Our city has chosen to deal with this as a public safety issue, taking into account the rights and interests of customers, residents, and the laborers themselves; unorganized, they are subject to extraordinary abuse, exploitation and often injury at work. We also believe that it's the responsibility of the stores themselves, especially when they are on the scale of a Home Depot, to help address the problem.

Read more...

For years, the city has addressed these concerns through the day laborer center program funded and administered by the Community Development Department. To quote from their website:


The Day Laborer Program in the City of Los Angeles is a public safety program, which allows persons seeking casual labor work to safely congregate and be matched with employers seeking temporary workers.

The main objective of the program is to reduce the number of day laborers who congregate in the various corners within the community, instead having them congregate at fixed sites located in select areas of the City. The Day Laborer program provides the supervision of the site and community outreach....


In CD13, the biggest center of day laborers has been at the Home Depot at Sunset and St. Andrews. For years, there was a day-labor center in Hollywood about half a mile from Home Depot; it was used by people who knew it was there, and it provided organized access to labor for the workers and customers who used it, but since it was so far away, many just showed up at the site unorganized, defeating the purpose.

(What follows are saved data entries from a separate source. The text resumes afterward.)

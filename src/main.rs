use anyhow::Result;
use std::net::SocketAddr;
use std::sync::Arc;
use std::time::Duration;
use tracing::info;

use magpie::api::create_api_router;
use magpie::api::handlers::AppState;
use magpie::config::Config;
use magpie::geo::{CountryResolver, IpApiLookup};
use magpie::rate_limit::DailyRateLimiter;
use magpie::store::{CounterStore, LinkStore, TallyStore};

#[tokio::main]
async fn main() -> Result<()> {
    // Initialize tracing
    tracing_subscriber::fmt::init();

    // Load configuration
    let config = Config::from_env()?;
    info!("Loaded configuration");

    // Load the stores from their snapshots
    let counter = Arc::new(CounterStore::load(&config.snapshots.counter_file).await?);
    info!(
        "Counter sequence resumed at {} from {}",
        counter.current().await,
        config.snapshots.counter_file.display()
    );

    let tally = Arc::new(TallyStore::load(&config.snapshots.tally_file).await?);
    info!(
        "Country tally loaded with {} labels from {}",
        tally.len().await,
        config.snapshots.tally_file.display()
    );

    let links = Arc::new(LinkStore::load(&config.snapshots.links_file).await?);
    info!(
        "Link table loaded with {} mappings from {}",
        links.len().await,
        config.snapshots.links_file.display()
    );

    // Rate limiting and geolocation
    let limiter = Arc::new(DailyRateLimiter::new(config.rate_limit_per_day));
    info!(
        "Rate limit: {} requests per IP per day",
        config.rate_limit_per_day
    );

    let lookup = IpApiLookup::new(
        config.geo.api_base.clone(),
        Duration::from_secs(config.geo.timeout_secs),
    )?;
    let geo = Arc::new(CountryResolver::new(Arc::new(lookup)));
    info!(
        "🌍 Country lookups via {} (timeout {}s)",
        config.geo.api_base, config.geo.timeout_secs
    );

    // Assemble the router
    let state = Arc::new(AppState {
        counter,
        links,
        tally,
        limiter,
        geo,
        public_base_url: config.public_base_url.clone(),
    });
    let app = create_api_router(state, config.allowed_origins.as_deref());

    // Start the server
    let addr = format!("{}:{}", config.server.host, config.server.port);
    let listener = tokio::net::TcpListener::bind(&addr).await?;
    info!("🚀 magpie listening on http://{}", addr);

    axum::serve(
        listener,
        app.into_make_service_with_connect_info::<SocketAddr>(),
    )
    .await?;

    Ok(())
}
//! Flat-file snapshot plumbing shared by the stores.
//!
//! Every store persists by rewriting its whole snapshot. Writes land in a
//! `<path>.new` sibling first and are renamed over the target, so a crash
//! mid-write leaves the previous snapshot intact.

use anyhow::{Context, Result};
use std::path::{Path, PathBuf};

/// Read a snapshot file, treating a missing file as "no snapshot yet".
pub async fn read_to_string_opt(path: &Path) -> Result<Option<String>> {
    match tokio::fs::read_to_string(path).await {
        Ok(contents) => Ok(Some(contents)),
        Err(err) if err.kind() == std::io::ErrorKind::NotFound => Ok(None),
        Err(err) => {
            Err(err).with_context(|| format!("failed to read snapshot {}", path.display()))
        }
    }
}

/// Create the snapshot's parent directory if it is missing.
///
/// Stores call this once at load time, so later writes only touch files.
pub async fn ensure_parent(path: &Path) -> Result<()> {
    if let Some(parent) = path.parent() {
        if !parent.as_os_str().is_empty() {
            tokio::fs::create_dir_all(parent)
                .await
                .with_context(|| format!("failed to create {}", parent.display()))?;
        }
    }
    Ok(())
}

/// Replace the snapshot at `path` with `contents`.
///
/// The rename is atomic on the filesystems we target, so a reader never
/// observes a half-written file. The parent directory must already exist;
/// [`ensure_parent`] handles that at load time.
pub async fn write_atomic(path: &Path, contents: &str) -> Result<()> {
    let staging = staging_path(path);
    tokio::fs::write(&staging, contents)
        .await
        .with_context(|| format!("failed to write {}", staging.display()))?;
    tokio::fs::rename(&staging, path)
        .await
        .with_context(|| format!("failed to move {} into place", staging.display()))?;

    Ok(())
}

fn staging_path(path: &Path) -> PathBuf {
    let mut name = path.as_os_str().to_os_string();
    name.push(".new");
    PathBuf::from(name)
}
pub mod handlers;
pub mod routes;

pub use routes::create_redirect_router;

After working with CDD, the neighbors, and getting Home Depot to contribute space and resources (some in kind), we opened the new Hollywood Day Laborers' Center late last year. It's visible improved the blocks around that Home Depot. It's a safer, more rational solution, and it's getting results. We know that continued progress will require extraordinary efforts and energy from the folks running the center and attention from Home Depot and the police. But consider these statistics, from March 2006 alone:
  • 224 workers registered at the Center
  • 833 jobs have been obtained by workers; 219 were permanent, 317 were temporary and 297 were casual
  • donations valuing up to $10,000 in food, clothing, etc. have been made to the center
  • When waiting for employment, workers can take English classes or receive education from Planned Parenthood on contraception, STDs, and medical resources
  • An average of six workers each day volunteer doing outreach, cleanup, and picking up donations
  • Day Laborers are even working with neighbors to clean up trash and arrange for bulky item pick up.

As early as December of last year, we had counted that 52% of registered workers get hired each day, 90% of employers are going to the Center rather than picking up workers at the corners, and 2/3 of workers are going to Center rather than hanging out at the corners—and that last number has ticked upwards since then.

Earlier this year, Dr. Abel Valenzuela at UCLA released a study that captured in detail the lives, work patterns, and economies of day laborers. From UCLA's promotional material: "Interviewers asked about the workers’ educational backgrounds, family lives, occupational histories and experiences as day laborers, including injuries sustained on the job and the nature and frequency of abuse at the hands of employers, merchants, police and security guards." The full study can be downloaded here. It's worth checking out to understand the lives of a part of our society, and to understand one way in which Los Angeles will set the terms for our national discussion.